The object of this strange eulogy had meanwhile drawn aside one of the
tapestry hangings, and fitted her key into a concealed door.

"Come," said Doctor Lombard, "let us go before the light fails us."

Wyant glanced at Mrs. Lombard, who continued to knit impassively.

"No, no," said his host, "my wife will not come with us. You might
not suspect it from her conversation, but my wife has no feeling for
art--Italian art, that is; for no one is fonder of our early Victorian
school."

"Frith's Railway Station, you know," said Mrs. Lombard, smiling. "I like
an animated picture."

Miss Lombard, who had unlocked the door, held back the tapestry to let
her father and Wyant pass out; then she followed them down a narrow
stone passage with another door at its end. This door was iron-barred,
and Wyant noticed that it had a complicated patent lock. The girl fitted
another key into the lock, and Doctor Lombard led the way into a small
room. The dark panelling of this apartment was irradiated by streams of
yellow light slanting through the disbanded thunder clouds, and in
the central brightness hung a picture concealed by a curtain of faded
velvet.

"A little too bright, Sybilla," said Doctor Lombard. His face had grown
solemn, and his mouth twitched nervously as his daughter drew a linen
drapery across the upper part of the window.

"That will do--that will do." He turned impressively to Wyant. "Do you
see the pomegranate bud in this rug? Place yourself there--keep your
left foot on it, please. And now, Sybilla, draw the cord."

Miss Lombard advanced and placed her hand on a cord hidden behind the
velvet curtain.

"Ah," said the doctor, "one moment: I should like you, while looking at
the picture, to have in mind a few lines of verse. Sybilla--"

Without the slightest change of countenance, and with a promptness which
proved her to be prepared for the request, Miss Lombard began to recite,
in a full round voice like her mother's, St. Bernard's invocation to the
Virgin, in the thirty-third canto of the Paradise.

"Thank you, my dear," said her father, drawing a deep breath as she
ended. "That unapproachable combination of vowel sounds prepares one
better than anything I know for the contemplation of the picture."

As he spoke the folds of velvet slowly parted, and the Leonardo appeared
in its frame of tarnished gold:

From the nature of Miss Lombard's recitation Wyant had expected a sacred
subject, and his surprise was therefore great as the composition was
gradually revealed by the widening division of the curtain.

In the background a steel-colored river wound through a pale calcareous
landscape; while to the left, on a lonely peak, a crucified Christ
hung livid against indigo clouds.

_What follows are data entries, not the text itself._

//! Data types for legal documents, embedding records and retrieval results.

use std::fmt;
use std::str::FromStr;

use serde::{Deserialize, Serialize};

use crate::error::LegalRagError;

/// Origin of a legal document.
#[derive(Debug, Clone, Copy, PartialEq, Eq, Hash, Serialize, Deserialize, PartialOrd, Ord)]
#[serde(rename_all = "lowercase")]
pub enum Jurisdiction {
    /// Federal courts, agencies and the U.S. Code.
    Federal,
    /// State courts and state law.
    State,
}

impl Jurisdiction {
    /// All recognized jurisdictions.
    pub const ALL: [Jurisdiction; 2] = [Jurisdiction::Federal, Jurisdiction::State];

    /// The lowercase label stored in metadata.
    pub fn as_str(&self) -> &'static str {
        match self {
            Self::Federal => "federal",
            Self::State => "state",
        }
    }
}

impl fmt::Display for Jurisdiction {
    fn fmt(&self, f: &mut fmt::Formatter<'_>) -> fmt::Result {
        f.write_str(self.as_str())
    }
}

impl FromStr for Jurisdiction {
    type Err = LegalRagError;

    fn from_str(s: &str) -> Result<Self, Self::Err> {
        match s.trim().to_ascii_lowercase().as_str() {
            "federal" => Ok(Self::Federal),
            "state" => Ok(Self::State),
            _ => Err(LegalRagError::InvalidField { field: "jurisdiction", value: s.to_string() }),
        }
    }
}

/// Kind of legal text a document holds.
#[derive(Debug, Clone, Copy, PartialEq, Eq, Hash, Serialize, Deserialize)]
#[serde(rename_all = "snake_case")]
pub enum DocumentType {
    /// A court opinion.
    CaseLaw,
    /// A codified regulation (e.g. a CFR section).
    Regulation,
    /// A rulemaking document or public comment.
    RegulatoryComment,
    /// A statute.
    Statute,
}

impl DocumentType {
    /// The snake_case label stored in metadata.
    pub fn as_str(&self) -> &'static str {
        match self {
            Self::CaseLaw => "case_law",
            Self::Regulation => "regulation",
            Self::RegulatoryComment => "regulatory_comment",
            Self::Statute => "statute",
        }
    }
}

impl fmt::Display for DocumentType {
    fn fmt(&self, f: &mut fmt::Formatter<'_>) -> fmt::Result {
        f.write_str(self.as_str())
    }
}

impl FromStr for DocumentType {
    type Err = LegalRagError;

    fn from_str(s: &str) -> Result<Self, Self::Err> {
        match s.trim().to_ascii_lowercase().as_str() {
            "case_law" => Ok(Self::CaseLaw),
            "regulation" => Ok(Self::Regulation),
            "regulatory_comment" => Ok(Self::RegulatoryComment),
            "statute" => Ok(Self::Statute),
            _ => Err(LegalRagError::InvalidField { field: "document_type", value: s.to_string() }),
        }
    }
}

/// Jurisdiction scope inferred from a question by the agentic verifier.
#[derive(Debug, Clone, Copy, PartialEq, Eq, Serialize, Deserialize)]
#[serde(rename_all = "lowercase")]
pub enum JurisdictionScope {
    /// Only federal law is relevant.
    Federal,
    /// Only state law is relevant.
    State,
    /// Both federal and state law are relevant.
    Both,
    /// The question gives no usable jurisdiction signal.
    Unspecified,
}

impl JurisdictionScope {
    /// The retrieval filter implied by this scope, if any.
    pub fn filter(&self) -> Option<Jurisdiction> {
        match self {
            Self::Federal => Some(Jurisdiction::Federal),
            Self::State => Some(Jurisdiction::State),
            Self::Both | Self::Unspecified => None,
        }
    }

    /// Lenient parse of a model-produced label. Returns `None` for unknown labels.
    pub fn from_label(label: &str) -> Option<Self> {
        match label.trim().to_ascii_lowercase().as_str() {
            "federal" => Some(Self::Federal),
            "state" => Some(Self::State),
            "both" | "all" => Some(Self::Both),
            "unspecified" | "unknown" | "none" => Some(Self::Unspecified),
            _ => None,
        }
    }
}

impl fmt::Display for JurisdictionScope {
    fn fmt(&self, f: &mut fmt::Formatter<'_>) -> fmt::Result {
        let label = match self {
            Self::Federal => "federal",
            Self::State => "state",
            Self::Both => "both",
            Self::Unspecified => "unspecified",
        };
        f.write_str(label)
    }
}

/// One legal text unit: a case, regulation, regulatory comment or statute.
///
/// Serialized field names are the persisted JSONL record format.
#[derive(Debug, Clone, PartialEq, Serialize, Deserialize)]
pub struct LegalDocument {
    /// Unique identifier within a collection.
    pub id: String,
    /// Case or regulation name.
    pub case_name: String,
    /// Citation string, e.g. `384 U.S. 436 (1966)`.
    pub citation: String,
    /// Court or source identifier, e.g. `scotus` or `ecfr`.
    pub court: String,
    /// Federal or state origin.
    pub jurisdiction: Jurisdiction,
    /// Filing or effective date as reported by the source.
    pub date_filed: String,
    /// Full text used for embedding and as answer context.
    pub text: String,
    /// Short excerpt for display.
    pub snippet: String,
    /// Link to the original source.
    pub url: String,
    /// Kind of legal text.
    pub document_type: DocumentType,
}

impl LegalDocument {
    /// Display name, falling back when the source provided none.
    pub fn display_name(&self) -> &str {
        if self.case_name.trim().is_empty() { "Unknown" } else { &self.case_name }
    }

    /// Display citation, falling back to `N/A`.
    pub fn display_citation(&self) -> &str {
        if self.citation.trim().is_empty() { "N/A" } else { &self.citation }
    }

    /// Excerpt used in prompts: the snippet if present, otherwise the leading text.
    pub fn excerpt(&self, max_chars: usize) -> String {
        let source = if self.text.trim().is_empty() { &self.snippet } else { &self.text };
        truncate_chars(source, max_chars)
    }
}

/// A stored vector paired with the document it was computed from.
#[derive(Debug, Clone, PartialEq)]
pub struct EmbeddingRecord {
    /// The document identifier (the store key).
    pub id: String,
    /// The vector embedding of the document text.
    pub embedding: Vec<f32>,
    /// The document and its filterable metadata.
    pub document: LegalDocument,
}

/// A retrieved document with its distance to the query.
#[derive(Debug, Clone, PartialEq, Serialize, Deserialize)]
pub struct RetrievedDocument {
    /// The retrieved document.
    pub document: LegalDocument,
    /// Cosine distance to the query (lower is more similar).
    pub distance: f32,
}

impl RetrievedDocument {
    /// Similarity expressed as `1 - distance`.
    pub fn relevance(&self) -> f32 {
        1.0 - self.distance
    }
}

/// The documents retrieved for one query, ordered by ascending distance.
#[derive(Debug, Clone, Default, PartialEq, Serialize, Deserialize)]
pub struct RetrievalResult {
    /// Retrieved documents, most similar first.
    pub documents: Vec<RetrievedDocument>,
}

impl RetrievalResult {
    /// Wrap retrieved documents, sorting them by ascending distance.
    pub fn new(mut documents: Vec<RetrievedDocument>) -> Self {
        documents.sort_by(|a, b| a.distance.total_cmp(&b.distance));
        Self { documents }
    }

    /// Whether nothing was retrieved.
    pub fn is_empty(&self) -> bool {
        self.documents.is_empty()
    }

    /// Number of retrieved documents.
    pub fn len(&self) -> usize {
        self.documents.len()
    }

    /// Document identifiers in rank order.
    pub fn ids(&self) -> Vec<&str> {
        self.documents.iter().map(|r| r.document.id.as_str()).collect()
    }

    /// Iterate over the retrieved documents in rank order.
    pub fn iter(&self) -> impl Iterator<Item = &RetrievedDocument> {
        self.documents.iter()
    }
}

/// Truncate to at most `max_chars` characters, appending `...` when cut.
pub(crate) fn truncate_chars(text: &str, max_chars: usize) -> String {
    match text.char_indices().nth(max_chars) {
        Some((idx, _)) => format!("{}...", &text[..idx]),
        None => text.to_string(),
    }
}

The central figure of the foreground,
however, was that of a woman seated in an antique chair of marble with
bas-reliefs of dancing maenads. Her feet rested on a meadow sprinkled
with minute wild-flowers, and her attitude of smiling majesty recalled
that of Dosso Dossi's Circe. She wore a red robe, flowing in closely
fluted lines from under a fancifully embroidered cloak. Above her high
forehead the crinkled golden hair flowed sideways beneath a veil; one
hand drooped on the arm of her chair; the other held up an inverted
human skull, into which a young Dionysus, smooth, brown and sidelong as
the St. John of the Louvre, poured a stream of wine from a high-poised
flagon. At the lady's feet lay the symbols of art and luxury: a flute
and a roll of music, a platter heaped with grapes and roses, the torso
of a Greek statuette, and a bowl overflowing with coins and jewels;
behind her, on the chalky hilltop, hung the crucified Christ. A scroll
in a corner of the foreground bore the legend: Lux Mundi.

Wyant, emerging from the first plunge of wonder, turned inquiringly
toward his companions. Neither had moved. Miss Lombard stood with her
hand on the cord, her lids lowered, her mouth drooping; the doctor, his
strange Thoth-like profile turned toward his guest, was still lost in
rapt contemplation of his treasure.

Wyant addressed the young girl.

"You are fortunate," he said, "to be the possessor of anything so
perfect."

"It is considered very beautiful," she said coldly.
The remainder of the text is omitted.